Top of Excerpted records

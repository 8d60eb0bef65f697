// src/auth.rs
use crate::error::AppError;
use jsonwebtoken::dangerous_insecure_decode;
use log::warn;
use serde::{Deserialize, Serialize};

#[derive(Debug, Serialize, Deserialize)]
pub struct Claims {
    pub sub: String,
    #[serde(default)]
    pub exp: Option<usize>,
}

/// Resolves the caller's user id from the `Authorization: Bearer <jwt>`
/// header. The token signature is checked upstream by the gateway, so only
/// the `sub` claim is read here.
pub fn user_id_from_header(header: Option<String>) -> Result<String, AppError> {
    let header = header.ok_or(AppError::Unauthorized)?;
    let token = header
        .strip_prefix("Bearer ")
        .map(str::trim)
        .filter(|t| !t.is_empty())
        .ok_or(AppError::Unauthorized)?;

    let data = dangerous_insecure_decode::<Claims>(token).map_err(|e| {
        warn!("Rejecting undecodable bearer token: {}", e);
        AppError::Unauthorized
    })?;
    if data.claims.sub.trim().is_empty() {
        return Err(AppError::Unauthorized);
    }
    Ok(data.claims.sub)
}
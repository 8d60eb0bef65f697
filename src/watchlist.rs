// src/watchlist.rs
use crate::db::Repository;
use crate::enrichment::{enrich_watchlist, quote_sort_fields};
use crate::error::AppError;
use crate::market::MarketRecord;
use crate::market_client::{ClientError, MarketDataPort};
use crate::models::{MarketKind, SymbolResult, WatchlistEntry, WatchlistQuote};
use crate::paging::{sort_and_page, Page, PageRequest};
use log::{error, info, warn};
use std::collections::{HashMap, HashSet};
use std::sync::Arc;

const ALREADY_EXISTS: &str = "Already exists.";
const ALREADY_ABSENT: &str = "Already not existing in the watchlist.";

/// Unknown symbols in a quote request leave the whole map empty.
fn tolerate_unknown<R: MarketRecord>(
    result: Result<HashMap<String, R>, ClientError>,
) -> Result<HashMap<String, R>, AppError> {
    match result {
        Ok(market) => Ok(market),
        Err(ClientError::InvalidSymbols(given)) => {
            warn!("No {} market data for '{}'", R::KIND, given);
            Ok(HashMap::new())
        }
        Err(e) => Err(e.into()),
    }
}

#[derive(Clone)]
pub struct WatchlistService {
    repo: Arc<dyn Repository>,
    market: Arc<dyn MarketDataPort>,
    sample_stocks: Vec<String>,
    sample_indexes: Vec<String>,
}

impl WatchlistService {
    pub fn new(
        repo: Arc<dyn Repository>,
        market: Arc<dyn MarketDataPort>,
        sample_stocks: Vec<String>,
        sample_indexes: Vec<String>,
    ) -> Self {
        WatchlistService {
            repo,
            market,
            sample_stocks,
            sample_indexes,
        }
    }

    /// One result per requested symbol, in request order.
    pub async fn add(
        &self,
        user_id: &str,
        kind: MarketKind,
        symbols: &[String],
    ) -> Result<Vec<SymbolResult>, AppError> {
        let known = self.market.known_symbols(kind).await?;
        let mut existing: HashSet<String> =
            self.repo.watchlist(user_id, kind).await?.into_iter().collect();

        let mut results = Vec::with_capacity(symbols.len());
        for symbol in symbols {
            let result = if !known.contains(symbol) {
                SymbolResult::failed(
                    kind,
                    symbol,
                    format!("'{}' is not valid {} symbol.", symbol, kind.noun()),
                )
            } else if existing.contains(symbol) {
                SymbolResult::with_note(kind, symbol, ALREADY_EXISTS)
            } else {
                let entry = WatchlistEntry {
                    user_id: user_id.to_string(),
                    kind,
                    symbol: symbol.clone(),
                };
                match self.repo.add_to_watchlist(&entry).await {
                    Ok(()) => {
                        existing.insert(symbol.clone());
                        SymbolResult::success(kind, symbol)
                    }
                    Err(e) => {
                        error!("Failed to add '{}' to {} watchlist: {}", symbol, kind, e);
                        SymbolResult::failed(kind, symbol, e.to_string())
                    }
                }
            };
            results.push(result);
        }
        Ok(results)
    }

    pub async fn remove(
        &self,
        user_id: &str,
        kind: MarketKind,
        symbols: &[String],
    ) -> Result<Vec<SymbolResult>, AppError> {
        let existing: HashSet<String> =
            self.repo.watchlist(user_id, kind).await?.into_iter().collect();

        let mut results = Vec::with_capacity(symbols.len());
        for symbol in symbols {
            if !existing.contains(symbol) {
                results.push(SymbolResult::with_note(kind, symbol, ALREADY_ABSENT));
                continue;
            }
            let entry = WatchlistEntry {
                user_id: user_id.to_string(),
                kind,
                symbol: symbol.clone(),
            };
            let result = match self.repo.remove_from_watchlist(&entry).await {
                Ok(()) => SymbolResult::success(kind, symbol),
                Err(e) => {
                    error!("Failed to remove '{}' from {} watchlist: {}", symbol, kind, e);
                    SymbolResult::failed(kind, symbol, e.to_string())
                }
            };
            results.push(result);
        }
        Ok(results)
    }

    pub async fn list(
        &self,
        user_id: &str,
        kind: MarketKind,
        request: &PageRequest,
    ) -> Result<Page<WatchlistQuote>, AppError> {
        let symbols = self.repo.watchlist(user_id, kind).await?;
        if symbols.is_empty() {
            let resource = match kind {
                MarketKind::Stocks => "Watchlist stocks",
                MarketKind::Indexes => "Watchlist indexes",
            };
            return Err(AppError::not_found(resource, "userId", user_id));
        }
        let quotes = self.quotes(kind, &symbols).await?;
        info!("{} watchlist of user '{}' holds {} symbols", kind, user_id, quotes.len());
        Ok(sort_and_page(quotes, request, quote_sort_fields(kind))?)
    }

    /// Quotes for the configured sample symbols, no user needed.
    pub async fn sample(
        &self,
        kind: MarketKind,
        request: &PageRequest,
    ) -> Result<Page<WatchlistQuote>, AppError> {
        let symbols = match kind {
            MarketKind::Stocks => &self.sample_stocks,
            MarketKind::Indexes => &self.sample_indexes,
        };
        let quotes = if symbols.is_empty() {
            Vec::new()
        } else {
            self.quotes(kind, symbols).await?
        };
        Ok(sort_and_page(quotes, request, quote_sort_fields(kind))?)
    }

    async fn quotes(
        &self,
        kind: MarketKind,
        symbols: &[String],
    ) -> Result<Vec<WatchlistQuote>, AppError> {
        match kind {
            MarketKind::Stocks => {
                let market = tolerate_unknown(self.market.stock_quotes(symbols).await)?;
                Ok(enrich_watchlist(symbols, &market))
            }
            MarketKind::Indexes => {
                let market = tolerate_unknown(self.market.index_quotes(symbols).await)?;
                Ok(enrich_watchlist(symbols, &market))
            }
        }
    }
}

#[cfg(test)]
mod tests {
    use super::*;
    use crate::db::MemoryRepository;
    use crate::models::{Index, ResultStatus, Stock};
    use crate::paging::Sort;
    use async_trait::async_trait;
    use rust_decimal_macros::dec;
    use std::collections::BTreeMap;

    struct IndexMarket;

    #[async_trait]
    impl MarketDataPort for IndexMarket {
        async fn stock_symbols(&self) -> Result<Vec<String>, ClientError> {
            Ok(vec!["THYAO".to_string()])
        }

        async fn index_symbols(&self) -> Result<BTreeMap<String, String>, ClientError> {
            Ok([("XU100", "BIST 100"), ("XU030", "BIST 30"), ("XBANK", "BIST BANKA")]
                .into_iter()
                .map(|(s, n)| (s.to_string(), n.to_string()))
                .collect())
        }

        async fn stock_quotes(
            &self,
            symbols: &[String],
        ) -> Result<HashMap<String, Stock>, ClientError> {
            Err(ClientError::InvalidSymbols(symbols.join(",")))
        }

        async fn index_quotes(
            &self,
            symbols: &[String],
        ) -> Result<HashMap<String, Index>, ClientError> {
            // XBANK is known but has no published row
            Ok(symbols
                .iter()
                .filter(|s| s.as_str() != "XBANK")
                .map(|s| {
                    let index = Index {
                        symbol: s.clone(),
                        name: s.clone(),
                        latest_value: if s == "XU100" { dec!(9800) } else { dec!(10500) },
                        daily_change_pct: dec!(0.5),
                        weekly_change_pct: dec!(0),
                        monthly_change_pct: dec!(0),
                        yearly_change_pct: dec!(0),
                    };
                    (s.clone(), index)
                })
                .collect())
        }
    }

    fn service() -> WatchlistService {
        WatchlistService::new(
            Arc::new(MemoryRepository::new()),
            Arc::new(IndexMarket),
            vec!["THYAO".to_string()],
            vec!["XU100".to_string(), "XU030".to_string()],
        )
    }

    fn owned(symbols: &[&str]) -> Vec<String> {
        symbols.iter().map(|s| s.to_string()).collect()
    }

    #[tokio::test]
    async fn add_reports_each_symbol() {
        let service = service();
        let results = service
            .add("alice", MarketKind::Indexes, &owned(&["XU100", "NOPE", "XU100"]))
            .await
            .unwrap();
        assert_eq!(results[0].status, ResultStatus::Success);
        assert_eq!(results[0].error, None);
        assert_eq!(results[1].status, ResultStatus::Failed);
        assert_eq!(
            results[1].error.as_deref(),
            Some("'NOPE' is not valid index symbol.")
        );
        assert_eq!(results[2].status, ResultStatus::Success);
        assert_eq!(results[2].error.as_deref(), Some(ALREADY_EXISTS));
    }

    #[tokio::test]
    async fn remove_of_absent_symbol_succeeds_with_note() {
        let service = service();
        service.add("alice", MarketKind::Indexes, &owned(&["XU100"])).await.unwrap();
        let results = service
            .remove("alice", MarketKind::Indexes, &owned(&["XU100", "XU030"]))
            .await
            .unwrap();
        assert_eq!(results[0].error, None);
        assert_eq!(results[1].status, ResultStatus::Success);
        assert_eq!(results[1].error.as_deref(), Some(ALREADY_ABSENT));
    }

    #[tokio::test]
    async fn list_keeps_symbols_without_market_data() {
        let service = service();
        service
            .add("alice", MarketKind::Indexes, &owned(&["XU100", "XBANK"]))
            .await
            .unwrap();
        let request = PageRequest::new(0, 5, Sort::by("indexSymbol", true));
        let page = service.list("alice", MarketKind::Indexes, &request).await.unwrap();
        assert_eq!(page.total_elements, 2);
        assert_eq!(page.content[0].symbol, "XU100");
        assert_eq!(page.content[1].symbol, "XBANK");
        assert_eq!(page.content[1].latest_value, None);
    }

    #[tokio::test]
    async fn empty_watchlist_is_not_found() {
        let request = PageRequest::new(0, 5, Sort::by("stockSymbol", true));
        let err = service()
            .list("bob", MarketKind::Stocks, &request)
            .await
            .unwrap_err();
        assert_eq!(err.to_string(), "Watchlist stocks not found with userId : 'bob'");
    }

    #[tokio::test]
    async fn sample_uses_configured_symbols() {
        let request = PageRequest::new(-1, 5, Sort::by("latestValue", true));
        let page = service().sample(MarketKind::Indexes, &request).await.unwrap();
        let symbols: Vec<&str> = page.content.iter().map(|q| q.symbol.as_str()).collect();
        assert_eq!(symbols, vec!["XU030", "XU100"]);

        // unknown stock symbols degrade to unpriced rows
        let request = PageRequest::new(0, 5, Sort::by("stockSymbol", true));
        let page = service().sample(MarketKind::Stocks, &request).await.unwrap();
        assert_eq!(page.content.len(), 1);
        assert_eq!(page.content[0].latest_value, None);
    }
}
use serde::Deserialize;
use tracing::debug;

use crate::config::HttpSettings;
use crate::error::{ConfigError, GeocodeError, ResolveError, TranslationError};
use crate::model::Coordinate;

pub const DEFAULT_REVERSE_URL: &str = "https://nominatim.openstreetmap.org/reverse";
pub const DEFAULT_TRANSLATE_URL: &str = "https://translate.googleapis.com/translate_a/single";

pub trait Geocoder {
    /// Formatted address for `coord`, `None` when the service knows no address there.
    fn reverse(&self, coord: Coordinate) -> Result<Option<String>, GeocodeError>;
}

pub trait Translator {
    fn to_english(&self, text: &str) -> Result<String, TranslationError>;
}

/// Last non-empty comma-separated component of an address.
pub fn country_component(address: &str) -> Option<&str> {
    address
        .rsplit(',')
        .map(str::trim)
        .find(|part| !part.is_empty())
}

/// Trim and replace path separators so the name can key a directory.
pub fn normalize_country(name: &str) -> String {
    name.trim().replace(['/', '\\'], "-")
}

pub struct CountryResolver<G, T> {
    geocoder: G,
    translator: T,
}

impl<G: Geocoder, T: Translator> CountryResolver<G, T> {
    pub fn new(geocoder: G, translator: T) -> Self {
        Self {
            geocoder,
            translator,
        }
    }

    pub fn resolve_country(&self, coord: Coordinate) -> Result<String, ResolveError> {
        let address = self
            .geocoder
            .reverse(coord)?
            .ok_or(GeocodeError::NoAddress {
                lat: coord.lat,
                lng: coord.lng,
            })?;
        let raw = country_component(&address)
            .ok_or_else(|| GeocodeError::NoComponents {
                address: address.clone(),
            })?
            .to_string();
        let english = self.translator.to_english(&raw)?;
        let country = normalize_country(&english);
        if country.is_empty() {
            return Err(TranslationError::Empty { text: raw }.into());
        }
        debug!(lat = coord.lat, lng = coord.lng, raw = %raw, country = %country, "resolved country");
        Ok(country)
    }
}

#[derive(Debug, Deserialize)]
struct ReverseResponse {
    display_name: Option<String>,
    error: Option<String>,
}

/// Nominatim-compatible reverse geocoder.
pub struct NominatimGeocoder {
    client: reqwest::blocking::Client,
    endpoint: String,
}

impl NominatimGeocoder {
    pub fn new(settings: &HttpSettings) -> Result<Self, ConfigError> {
        Self::with_endpoint(settings, DEFAULT_REVERSE_URL)
    }

    pub fn with_endpoint(
        settings: &HttpSettings,
        endpoint: impl Into<String>,
    ) -> Result<Self, ConfigError> {
        Ok(Self {
            client: settings.blocking_client()?,
            endpoint: endpoint.into(),
        })
    }
}

impl Geocoder for NominatimGeocoder {
    fn reverse(&self, coord: Coordinate) -> Result<Option<String>, GeocodeError> {
        let lat = coord.lat.to_string();
        let lon = coord.lng.to_string();
        let response = self
            .client
            .get(&self.endpoint)
            .query(&[("format", "jsonv2"), ("lat", lat.as_str()), ("lon", lon.as_str())])
            .send()?;
        let status = response.status();
        if !status.is_success() {
            return Err(GeocodeError::Status {
                status: status.as_u16(),
            });
        }
        let body: ReverseResponse = response.json()?;
        if let Some(error) = body.error {
            debug!(lat = coord.lat, lng = coord.lng, %error, "geocoder has no address");
            return Ok(None);
        }
        Ok(body.display_name.filter(|a| !a.trim().is_empty()))
    }
}

/// Translate client speaking the public `translate_a/single` protocol.
pub struct WebTranslator {
    client: reqwest::blocking::Client,
    endpoint: String,
}

impl WebTranslator {
    pub fn new(settings: &HttpSettings) -> Result<Self, ConfigError> {
        Self::with_endpoint(settings, DEFAULT_TRANSLATE_URL)
    }

    pub fn with_endpoint(
        settings: &HttpSettings,
        endpoint: impl Into<String>,
    ) -> Result<Self, ConfigError> {
        Ok(Self {
            client: settings.blocking_client()?,
            endpoint: endpoint.into(),
        })
    }
}

impl Translator for WebTranslator {
    fn to_english(&self, text: &str) -> Result<String, TranslationError> {
        let response = self
            .client
            .get(&self.endpoint)
            .query(&[
                ("client", "gtx"),
                ("sl", "auto"),
                ("tl", "en"),
                ("dt", "t"),
                ("q", text),
            ])
            .send()?;
        let status = response.status();
        if !status.is_success() {
            return Err(TranslationError::Status {
                status: status.as_u16(),
            });
        }
        let payload: serde_json::Value = response.json()?;
        parse_translation(text, &payload)
    }
}

/// Pull the translated text out of `[[["France","Frankreich",...], ...], null, "de", ...]`.
pub fn parse_translation(
    source: &str,
    payload: &serde_json::Value,
) -> Result<String, TranslationError> {
    if payload.get(2).and_then(|v| v.as_str()) == Some("en") {
        return Ok(source.to_string());
    }
    let segments = payload
        .get(0)
        .and_then(|v| v.as_array())
        .ok_or_else(|| TranslationError::Malformed {
            message: "missing segment list".to_string(),
        })?;
    let translated: String = segments
        .iter()
        .filter_map(|seg| seg.get(0).and_then(|s| s.as_str()))
        .collect();
    if translated.trim().is_empty() {
        return Err(TranslationError::Empty {
            text: source.to_string(),
        });
    }
    Ok(translated)
}
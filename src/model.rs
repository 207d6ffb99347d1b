use serde::{Deserialize, Serialize};

/// Search radius in meters for high-density regions.
pub const HIGH_DENSITY_RADIUS_M: u32 = 1_000;
pub const MEDIUM_DENSITY_RADIUS_M: u32 = 5_000;
pub const LOW_DENSITY_RADIUS_M: u32 = 10_000;

#[derive(Debug, Clone, Copy, PartialEq, Serialize, Deserialize)]
pub struct Coordinate {
    pub lat: f64,
    pub lng: f64,
}

impl Coordinate {
    pub fn new(lat: f64, lng: f64) -> Self {
        Self { lat, lng }
    }

    pub fn is_valid(&self) -> bool {
        (-90.0..=90.0).contains(&self.lat) && (-180.0..=180.0).contains(&self.lng)
    }

    /// `lat,lng` as the imagery endpoints expect it.
    pub fn to_query(&self) -> String {
        format!("{},{}", self.lat, self.lng)
    }
}

/// Coarse imagery density of a region; decides the coverage search radius.
#[derive(Debug, Clone, Copy, PartialEq, Eq, Serialize, Deserialize)]
#[serde(rename_all = "lowercase")]
pub enum DensityTier {
    #[serde(alias = "High", alias = "HIGH")]
    High,
    #[serde(alias = "Medium", alias = "MEDIUM")]
    Medium,
    #[serde(alias = "Low", alias = "LOW")]
    Low,
}

impl DensityTier {
    pub fn radius_m(self) -> u32 {
        match self {
            DensityTier::High => HIGH_DENSITY_RADIUS_M,
            DensityTier::Medium => MEDIUM_DENSITY_RADIUS_M,
            DensityTier::Low => LOW_DENSITY_RADIUS_M,
        }
    }
}

/// Bounding box as it appears in the region file.
#[derive(Debug, Clone, PartialEq, Serialize, Deserialize)]
pub struct RegionBounds {
    pub min_lat: f64,
    pub max_lat: f64,
    pub min_lng: f64,
    pub max_lng: f64,
    pub density: DensityTier,
}

#[derive(Debug, Clone, PartialEq)]
pub struct Region {
    pub name: String,
    pub bounds: RegionBounds,
}

impl Region {
    pub fn new(name: impl Into<String>, bounds: RegionBounds) -> Self {
        Self {
            name: name.into(),
            bounds,
        }
    }

    pub fn radius_m(&self) -> u32 {
        self.bounds.density.radius_m()
    }

    pub fn contains(&self, coord: Coordinate) -> bool {
        let b = &self.bounds;
        (b.min_lat..=b.max_lat).contains(&coord.lat) && (b.min_lng..=b.max_lng).contains(&coord.lng)
    }
}

/// A panorama the provider reported, at its canonical coordinate.
///
/// The panorama id is the identity; two records with the same id are the same
/// capture even if their coordinates differ in the last few digits.
#[derive(Debug, Clone, PartialEq, Serialize, Deserialize)]
pub struct PanoramaRecord {
    pub lat: f64,
    pub lng: f64,
    pub pano_id: String,
}

impl PanoramaRecord {
    pub fn new(coord: Coordinate, pano_id: impl Into<String>) -> Self {
        Self {
            lat: coord.lat,
            lng: coord.lng,
            pano_id: pano_id.into(),
        }
    }

    pub fn coordinate(&self) -> Coordinate {
        Coordinate::new(self.lat, self.lng)
    }

    /// Persisted form: `[lat, lng, pano_id]`.
    pub fn to_triple(&self) -> (f64, f64, String) {
        (self.lat, self.lng, self.pano_id.clone())
    }

    pub fn from_triple((lat, lng, pano_id): (f64, f64, String)) -> Self {
        Self { lat, lng, pano_id }
    }
}
//! Catalogue and ledger files are read once per phase and rewritten whole,
//! so only one process may work on a data directory at a time.

pub mod audit;
pub mod catalogue;
pub mod config;
pub mod discovery;
pub mod error;
pub mod ledger;
pub mod materialize;
pub mod model;
pub mod oracle;
pub mod resolver;
pub mod scan;
pub mod scrub;
pub mod store;

pub use audit::{AuditReport, SyncAuditor};
pub use catalogue::Catalogue;
pub use config::{DataLayout, HttpSettings};
pub use discovery::{Discovery, DiscoverySummary, PassReport, RegionOutcome};
pub use ledger::Ledger;
pub use materialize::{MaterializeReport, Materializer, StreetViewTiles, TileFetcher};
pub use model::{Coordinate, DensityTier, PanoramaRecord, Region, RegionBounds};
pub use oracle::{CoverageOracle, CoverageReport, StreetViewOracle};
pub use resolver::{CountryResolver, Geocoder, NominatimGeocoder, Translator, WebTranslator};
pub use scrub::{ScrubPlan, ScrubReport, Scrubber};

Bottom of Excerpted records

Across the records, count the lines that contain the word "Copy" and give that figure alone.

Exercise result >> 2